Will Abolishing the Dodd-Frank Act Really Help Property Investors?As the Trump presidential administration begins to move forward on many of its campaign promises, there is one in particular that has been of interest to real estate investors. That is the potential repeal of the Dodd-Frank Act.

This Act, which was passed back in 2010 as a response to the 2008 U.S. economic recession, had the intent of increasing regulations on lending, as well as other areas of the financial services arena, and in turn, helping to eliminate the possibility of needing taxpayer funded bailouts in the future.

The Act also created the Consumer Financial Protection Bureau, an entity with the primary function of monitoring and preventing predatory mortgage lending, as well as to make the terms of mortgages and other types of loans easier for borrowers to understand.

According to the Financial Services section of the official Trump website, “Financial markets are vital to the American economy. Capital markets bring investors together with creators to fund new ideas and fuel economic growth.”

The site’s content goes on to explain how the Trump administration will work to replace the Dodd-Frank Act, due in large part to helping pick up the pace of economic growth. The new President’s administration has proposed to replace the Act with new policies that will not only help boost growth in the U.S. economy, but also will spur additional creation of jobs.

So, how can abolishing the Dodd-Frank Act help real estate investors?

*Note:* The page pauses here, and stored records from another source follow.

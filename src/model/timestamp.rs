//! 事件/消息时间戳（同时也是对外分页游标）
//!
//! 内部以微秒整数存储，进程内严格单调递增：同一毫秒内连续写入的事件也不会撞戳，
//! 保证「严格大于游标」的轮询不会漏掉兄弟事件。对外（JSON / 查询参数）以浮点秒表示。

use std::fmt;
use std::sync::atomic::{AtomicI64, Ordering};

use serde::{Deserialize, Deserializer, Serialize, Serializer};

static LAST_ISSUED: AtomicI64 = AtomicI64::new(0);

/// Unix 时间戳（微秒）
#[derive(Debug, Clone, Copy, PartialEq, Eq, PartialOrd, Ord, Hash)]
pub struct Timestamp(i64);

impl Timestamp {
    /// 取当前时间；若与上一次发放的值相同或更早，则顺延 1 微秒
    pub fn now() -> Self {
        let wall = chrono::Utc::now().timestamp_micros();
        let mut prev = LAST_ISSUED.load(Ordering::Relaxed);
        loop {
            let next = wall.max(prev + 1);
            match LAST_ISSUED.compare_exchange_weak(prev, next, Ordering::AcqRel, Ordering::Relaxed) {
                Ok(_) => return Self(next),
                Err(actual) => prev = actual,
            }
        }
    }

    pub fn from_micros(micros: i64) -> Self {
        Self(micros)
    }

    pub fn as_micros(&self) -> i64 {
        self.0
    }

    /// 由浮点秒构造（SSE 续传的 since_timestamp 参数）
    pub fn from_secs_f64(secs: f64) -> Self {
        Self((secs * 1_000_000.0).round() as i64)
    }

    pub fn as_secs_f64(&self) -> f64 {
        self.0 as f64 / 1_000_000.0
    }
}

impl fmt::Display for Timestamp {
    fn fmt(&self, f: &mut fmt::Formatter<'_>) -> fmt::Result {
        write!(f, "{:.6}", self.as_secs_f64())
    }
}

impl Serialize for Timestamp {
    fn serialize<S: Serializer>(&self, serializer: S) -> Result<S::Ok, S::Error> {
        serializer.serialize_f64(self.as_secs_f64())
    }
}

impl<'de> Deserialize<'de> for Timestamp {
    fn deserialize<D: Deserializer<'de>>(deserializer: D) -> Result<Self, D::Error> {
        let secs = f64::deserialize(deserializer)?;
        Ok(Self::from_secs_f64(secs))
    }
}

#[cfg(test)]
mod tests {
    use super::*;

    #[test]
    fn test_now_is_strictly_increasing() {
        let mut prev = Timestamp::now();
        for _ in 0..1000 {
            let next = Timestamp::now();
            assert!(next > prev);
            prev = next;
        }
    }

    #[test]
    fn test_secs_conversion_keeps_micros() {
        let ts = Timestamp::from_micros(1_704_067_200_123_456);
        let back = Timestamp::from_secs_f64(ts.as_secs_f64());
        assert_eq!(ts, back);
    }

    #[test]
    fn test_json_is_float_seconds() {
        let ts = Timestamp::from_micros(1_500_000);
        assert_eq!(serde_json::to_string(&ts).unwrap(), "1.5");
        let parsed: Timestamp = serde_json::from_str("1.5").unwrap();
        assert_eq!(parsed, ts);
    }
}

According to proponents of doing away with this legislation, it could have several positive results, which could include more loans being written due to less stringent regulations. It could also mean potentially higher profit for real estate investors as the market adjusts to this new, and changing, financial landscape.

That being the case, it may be possible for real estate investors to increase the number of properties in their portfolios. And, while that can lead to more profit, it could also lead to an even larger time commitment in terms of maintaining more properties and managing additional tenants.

A viable solution for this is to work in conjunction with a property manager – and one that is ideally located in the vicinity of your real estate investments. To learn more about how working with an experienced property management team can provide you with more time to focus on other matters, give us a call.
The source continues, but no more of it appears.